Estudos comprovam que apenas com a redução de peso corporal entre 5 e 10% (em pessoas com excesso de peso), é possível diminuir o risco de desenvolver diabetes para metade.

A atividade física é uma forma eficaz de prevenir complicações da diabetes e de controlar os níveis de glicemia, pois vai estimular a produção de insulina e facilitar o seu transporte para as células.
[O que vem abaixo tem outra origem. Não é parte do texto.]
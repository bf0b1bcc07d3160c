//! Terminal User Interface module
//!
//! An interactive render surface for the budget: summary stats, the usage
//! ring, per-category bars and toast notifications.

pub mod app;
pub mod event;
pub mod handler;
pub mod layout;
pub mod terminal;
pub mod views;
pub mod widgets;

pub use app::App;
pub use terminal::run_tui;
//! Formatting helpers shared by the CLI and TUI

/// Format a percentage with one decimal
pub fn format_percent(pct: f64) -> String {
    format!("{:.1}%", pct)
}

/// Create a bar of `width` cells filled to `percent` (clamped to 0..=100)
pub fn format_bar(percent: f64, width: usize) -> String {
    let fraction = if percent.is_nan() {
        0.0
    } else {
        percent.clamp(0.0, 100.0) / 100.0
    };
    let filled = ((fraction * width as f64).round() as usize).min(width);

    format!("{}{}", "█".repeat(filled), "░".repeat(width - filled))
}

/// Format a separator line
pub fn separator(width: usize) -> String {
    "─".repeat(width)
}

/// Truncate a string to a maximum number of characters with ellipsis
pub fn truncate(s: &str, max_len: usize) -> String {
    if s.chars().count() <= max_len {
        s.to_string()
    } else if max_len <= 3 {
        ".".repeat(max_len)
    } else {
        let head: String = s.chars().take(max_len - 3).collect();
        format!("{}...", head)
    }
}
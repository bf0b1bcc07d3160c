//! Event handling for the TUI
//!
//! Terminal input is read on a background thread and forwarded over a
//! channel, interleaved with periodic ticks that expire notifications.

use crossterm::event::{self, Event as CrosstermEvent, KeyEvent, KeyEventKind};
use std::sync::mpsc;
use std::thread;
use std::time::{Duration, Instant};

/// Terminal events
#[derive(Debug, Clone)]
pub enum Event {
    /// Key press event
    Key(KeyEvent),
    /// Terminal resize
    Resize(u16, u16),
    /// Tick event for periodic updates
    Tick,
}

/// Event handler for terminal events
pub struct EventHandler {
    receiver: mpsc::Receiver<Event>,
    #[allow(dead_code)]
    handler: thread::JoinHandle<()>,
}

impl EventHandler {
    /// Create a new event handler with the specified tick rate
    pub fn new(tick_rate: Duration) -> Self {
        let (sender, receiver) = mpsc::channel();
        let handler = thread::spawn(move || {
            let mut last_tick = Instant::now();
            loop {
                let timeout = tick_rate
                    .checked_sub(last_tick.elapsed())
                    .unwrap_or(Duration::ZERO);

                // A failing terminal ends the thread; the receiver sees a closed channel
                let Ok(ready) = event::poll(timeout) else {
                    return;
                };
                if ready {
                    let forwarded = match event::read() {
                        // Ignore key release/repeat reports on platforms that send them
                        Ok(CrosstermEvent::Key(key)) if key.kind == KeyEventKind::Press => {
                            Some(Event::Key(key))
                        }
                        Ok(CrosstermEvent::Resize(width, height)) => {
                            Some(Event::Resize(width, height))
                        }
                        Ok(_) => None,
                        Err(_) => return,
                    };
                    if let Some(event) = forwarded {
                        if sender.send(event).is_err() {
                            return;
                        }
                    }
                }

                if last_tick.elapsed() >= tick_rate {
                    if sender.send(Event::Tick).is_err() {
                        return;
                    }
                    last_tick = Instant::now();
                }
            }
        });

        Self { receiver, handler }
    }

    /// Get the next event (blocking)
    pub fn next(&self) -> Result<Event, mpsc::RecvError> {
        self.receiver.recv()
    }
}

impl Default for EventHandler {
    fn default() -> Self {
        Self::new(Duration::from_millis(250))
    }
}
Além disso, a atividade física vai melhorar a sua condição cardiovascular geral.

Assim, as medidas de prevenção e/ou controlo para as diabetes tipo 1 e tipo 2 devem, sempre que possível, incluir:

  • a prática de exercício físico regular e a promoção de um estilo de vida activo;
  • a opção por uma dieta equilibrada em termos de contagem de calorias e na qualidade dos alimentos;
  • se necessário, procurar perder peso e gordura localizada com especial foco na gordura abdominal;
  • deixar de fumar e reduzir substancialmente o consumo de bebidas alcoólicas;
  • a redução da pressão arterial e regulação dos níveis de colesterol;
  • a realização de exames oftálmicos de rotina;
  • o cuidado com a higiene oral e da saúde dentária;
  • se necessário, iniciar a terapêutica com insulinoterapia.

Felizmente, é hoje em dia possível viver uma vida longa e confortável enquanto doente de diabetes, desde que cumpridas as recomendações de mudança de estilo de vida e seguida a medicação prescrita pelo médico.